Data for processing
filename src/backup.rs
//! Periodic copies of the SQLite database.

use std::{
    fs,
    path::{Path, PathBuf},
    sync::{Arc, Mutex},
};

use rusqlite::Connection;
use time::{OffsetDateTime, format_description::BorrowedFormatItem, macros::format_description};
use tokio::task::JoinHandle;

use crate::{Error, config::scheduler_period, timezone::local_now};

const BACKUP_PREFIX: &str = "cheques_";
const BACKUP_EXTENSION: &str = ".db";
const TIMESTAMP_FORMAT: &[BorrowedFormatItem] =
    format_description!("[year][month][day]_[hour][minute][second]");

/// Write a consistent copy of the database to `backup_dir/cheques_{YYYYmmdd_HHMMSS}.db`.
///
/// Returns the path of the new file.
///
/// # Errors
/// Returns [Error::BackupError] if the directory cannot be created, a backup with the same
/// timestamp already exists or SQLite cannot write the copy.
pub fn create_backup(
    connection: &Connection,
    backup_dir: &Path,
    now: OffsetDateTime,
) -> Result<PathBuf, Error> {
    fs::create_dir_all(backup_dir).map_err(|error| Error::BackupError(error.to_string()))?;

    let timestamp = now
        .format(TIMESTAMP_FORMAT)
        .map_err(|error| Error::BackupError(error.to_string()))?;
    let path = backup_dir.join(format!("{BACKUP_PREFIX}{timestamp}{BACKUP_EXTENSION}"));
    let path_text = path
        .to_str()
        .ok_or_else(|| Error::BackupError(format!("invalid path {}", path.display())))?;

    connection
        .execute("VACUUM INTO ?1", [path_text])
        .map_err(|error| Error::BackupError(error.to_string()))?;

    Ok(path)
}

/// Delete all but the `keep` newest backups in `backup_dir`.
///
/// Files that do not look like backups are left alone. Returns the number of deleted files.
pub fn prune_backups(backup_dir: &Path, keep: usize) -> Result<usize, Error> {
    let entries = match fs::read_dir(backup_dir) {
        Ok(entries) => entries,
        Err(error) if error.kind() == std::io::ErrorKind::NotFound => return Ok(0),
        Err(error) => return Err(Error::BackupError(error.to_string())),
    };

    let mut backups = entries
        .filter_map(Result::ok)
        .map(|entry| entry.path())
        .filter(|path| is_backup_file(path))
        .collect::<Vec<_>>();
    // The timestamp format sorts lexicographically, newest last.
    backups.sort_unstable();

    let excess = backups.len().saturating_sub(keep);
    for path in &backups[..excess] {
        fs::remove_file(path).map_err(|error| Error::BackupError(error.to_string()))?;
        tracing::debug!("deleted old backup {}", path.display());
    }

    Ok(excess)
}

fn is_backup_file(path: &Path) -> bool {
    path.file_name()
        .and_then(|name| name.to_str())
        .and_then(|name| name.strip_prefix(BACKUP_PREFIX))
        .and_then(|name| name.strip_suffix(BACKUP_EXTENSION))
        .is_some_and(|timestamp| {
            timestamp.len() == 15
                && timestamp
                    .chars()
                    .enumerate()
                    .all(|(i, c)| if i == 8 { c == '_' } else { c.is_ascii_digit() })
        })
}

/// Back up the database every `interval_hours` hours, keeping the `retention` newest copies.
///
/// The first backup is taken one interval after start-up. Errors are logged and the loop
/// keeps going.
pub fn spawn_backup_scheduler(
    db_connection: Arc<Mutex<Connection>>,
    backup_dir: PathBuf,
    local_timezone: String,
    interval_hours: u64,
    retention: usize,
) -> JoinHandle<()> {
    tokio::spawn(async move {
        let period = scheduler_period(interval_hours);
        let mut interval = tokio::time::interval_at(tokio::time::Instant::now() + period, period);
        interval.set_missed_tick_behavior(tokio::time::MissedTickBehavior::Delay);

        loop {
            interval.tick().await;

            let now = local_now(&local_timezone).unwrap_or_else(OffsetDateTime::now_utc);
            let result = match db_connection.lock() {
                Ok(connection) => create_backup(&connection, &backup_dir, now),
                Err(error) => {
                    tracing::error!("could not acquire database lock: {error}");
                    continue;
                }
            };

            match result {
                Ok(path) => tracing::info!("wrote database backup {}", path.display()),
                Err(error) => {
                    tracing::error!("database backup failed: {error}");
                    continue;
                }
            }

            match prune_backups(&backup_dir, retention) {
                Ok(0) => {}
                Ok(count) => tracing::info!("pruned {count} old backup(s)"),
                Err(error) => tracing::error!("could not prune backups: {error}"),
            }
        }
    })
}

==

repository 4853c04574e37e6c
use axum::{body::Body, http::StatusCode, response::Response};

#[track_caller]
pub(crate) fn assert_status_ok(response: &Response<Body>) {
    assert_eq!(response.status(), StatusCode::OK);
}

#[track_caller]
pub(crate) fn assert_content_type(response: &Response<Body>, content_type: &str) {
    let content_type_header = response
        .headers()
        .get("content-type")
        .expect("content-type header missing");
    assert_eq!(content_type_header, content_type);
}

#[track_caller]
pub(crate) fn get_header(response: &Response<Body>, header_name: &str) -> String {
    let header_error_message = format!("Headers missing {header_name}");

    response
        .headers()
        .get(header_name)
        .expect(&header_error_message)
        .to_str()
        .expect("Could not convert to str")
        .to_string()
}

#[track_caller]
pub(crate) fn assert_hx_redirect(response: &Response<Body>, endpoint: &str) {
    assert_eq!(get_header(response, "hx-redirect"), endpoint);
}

* * *

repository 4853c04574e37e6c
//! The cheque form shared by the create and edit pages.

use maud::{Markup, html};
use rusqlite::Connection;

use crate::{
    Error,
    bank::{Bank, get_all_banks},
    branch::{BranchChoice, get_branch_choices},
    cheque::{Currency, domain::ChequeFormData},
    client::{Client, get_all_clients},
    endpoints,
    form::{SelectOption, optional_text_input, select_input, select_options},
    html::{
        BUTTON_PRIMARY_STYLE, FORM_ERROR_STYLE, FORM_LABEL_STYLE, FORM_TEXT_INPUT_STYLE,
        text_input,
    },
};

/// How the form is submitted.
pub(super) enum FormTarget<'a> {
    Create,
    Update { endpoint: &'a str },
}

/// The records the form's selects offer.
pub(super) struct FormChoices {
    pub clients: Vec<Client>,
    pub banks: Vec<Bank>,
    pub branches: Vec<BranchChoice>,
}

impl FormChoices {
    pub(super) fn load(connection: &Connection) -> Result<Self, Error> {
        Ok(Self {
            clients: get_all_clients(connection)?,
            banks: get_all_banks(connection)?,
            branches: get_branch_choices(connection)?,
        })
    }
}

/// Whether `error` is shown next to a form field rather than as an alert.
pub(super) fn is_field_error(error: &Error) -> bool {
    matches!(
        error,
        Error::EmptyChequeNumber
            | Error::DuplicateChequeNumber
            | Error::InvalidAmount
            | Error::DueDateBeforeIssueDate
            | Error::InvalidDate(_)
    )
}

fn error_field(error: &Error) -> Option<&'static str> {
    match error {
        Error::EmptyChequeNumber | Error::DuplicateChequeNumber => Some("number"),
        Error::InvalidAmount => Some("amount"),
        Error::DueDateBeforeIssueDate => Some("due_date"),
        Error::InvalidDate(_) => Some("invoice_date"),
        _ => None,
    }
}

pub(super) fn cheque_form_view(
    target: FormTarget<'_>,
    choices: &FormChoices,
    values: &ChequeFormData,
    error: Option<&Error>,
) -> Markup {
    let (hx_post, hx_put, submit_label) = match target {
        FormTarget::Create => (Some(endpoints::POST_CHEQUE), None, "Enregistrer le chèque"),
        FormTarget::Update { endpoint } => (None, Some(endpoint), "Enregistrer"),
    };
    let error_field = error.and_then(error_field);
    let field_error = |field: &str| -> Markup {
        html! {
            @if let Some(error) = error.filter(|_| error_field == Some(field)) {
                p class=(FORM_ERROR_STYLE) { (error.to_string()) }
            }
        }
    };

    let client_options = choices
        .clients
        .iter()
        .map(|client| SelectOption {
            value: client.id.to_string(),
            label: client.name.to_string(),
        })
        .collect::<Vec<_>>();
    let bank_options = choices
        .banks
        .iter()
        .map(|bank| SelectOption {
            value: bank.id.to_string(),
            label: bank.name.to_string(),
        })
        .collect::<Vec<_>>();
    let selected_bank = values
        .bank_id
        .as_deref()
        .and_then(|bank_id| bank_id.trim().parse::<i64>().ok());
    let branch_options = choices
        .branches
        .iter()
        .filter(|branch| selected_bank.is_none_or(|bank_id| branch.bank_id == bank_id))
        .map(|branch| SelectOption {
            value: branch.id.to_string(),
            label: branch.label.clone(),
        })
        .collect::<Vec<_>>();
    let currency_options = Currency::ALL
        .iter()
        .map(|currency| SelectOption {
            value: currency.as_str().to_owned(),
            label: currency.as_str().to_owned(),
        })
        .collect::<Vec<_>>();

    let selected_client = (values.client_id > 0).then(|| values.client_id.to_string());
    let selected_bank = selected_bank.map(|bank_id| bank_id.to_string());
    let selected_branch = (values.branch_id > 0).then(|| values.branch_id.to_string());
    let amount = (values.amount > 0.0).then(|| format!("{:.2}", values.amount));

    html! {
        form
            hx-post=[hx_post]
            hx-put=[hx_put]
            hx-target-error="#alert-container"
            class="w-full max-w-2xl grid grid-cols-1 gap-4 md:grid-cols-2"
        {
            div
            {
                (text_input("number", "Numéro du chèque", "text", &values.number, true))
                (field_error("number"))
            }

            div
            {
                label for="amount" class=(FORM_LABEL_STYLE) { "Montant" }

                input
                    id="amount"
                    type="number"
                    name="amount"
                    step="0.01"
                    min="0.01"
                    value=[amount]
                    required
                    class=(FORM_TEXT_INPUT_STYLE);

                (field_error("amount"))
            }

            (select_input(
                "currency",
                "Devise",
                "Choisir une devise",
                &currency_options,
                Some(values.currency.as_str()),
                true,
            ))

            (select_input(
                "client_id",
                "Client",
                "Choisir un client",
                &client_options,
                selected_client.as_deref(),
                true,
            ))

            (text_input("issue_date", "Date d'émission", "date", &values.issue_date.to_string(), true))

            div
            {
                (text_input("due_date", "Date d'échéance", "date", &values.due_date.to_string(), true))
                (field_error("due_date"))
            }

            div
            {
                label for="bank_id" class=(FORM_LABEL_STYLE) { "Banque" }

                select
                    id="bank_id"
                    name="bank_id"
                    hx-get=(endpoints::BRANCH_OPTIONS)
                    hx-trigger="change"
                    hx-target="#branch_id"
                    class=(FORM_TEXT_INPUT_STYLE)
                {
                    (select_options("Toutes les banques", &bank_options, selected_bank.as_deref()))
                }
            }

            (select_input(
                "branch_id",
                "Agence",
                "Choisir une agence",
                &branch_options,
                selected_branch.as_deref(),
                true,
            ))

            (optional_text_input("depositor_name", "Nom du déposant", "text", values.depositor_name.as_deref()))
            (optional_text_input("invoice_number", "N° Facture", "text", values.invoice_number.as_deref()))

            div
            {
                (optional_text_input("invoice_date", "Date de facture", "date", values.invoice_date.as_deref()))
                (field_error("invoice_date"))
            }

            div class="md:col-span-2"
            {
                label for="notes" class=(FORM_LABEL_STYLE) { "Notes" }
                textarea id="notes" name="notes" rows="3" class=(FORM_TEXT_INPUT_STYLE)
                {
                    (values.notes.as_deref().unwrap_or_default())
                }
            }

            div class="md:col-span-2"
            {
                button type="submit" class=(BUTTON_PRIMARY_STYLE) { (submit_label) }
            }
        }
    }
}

What the task asks
Pull every line with "StatusCode" from the records.

Solution below
use axum::{body::Body, http::StatusCode, response::Response};
    assert_eq!(response.status(), StatusCode::OK);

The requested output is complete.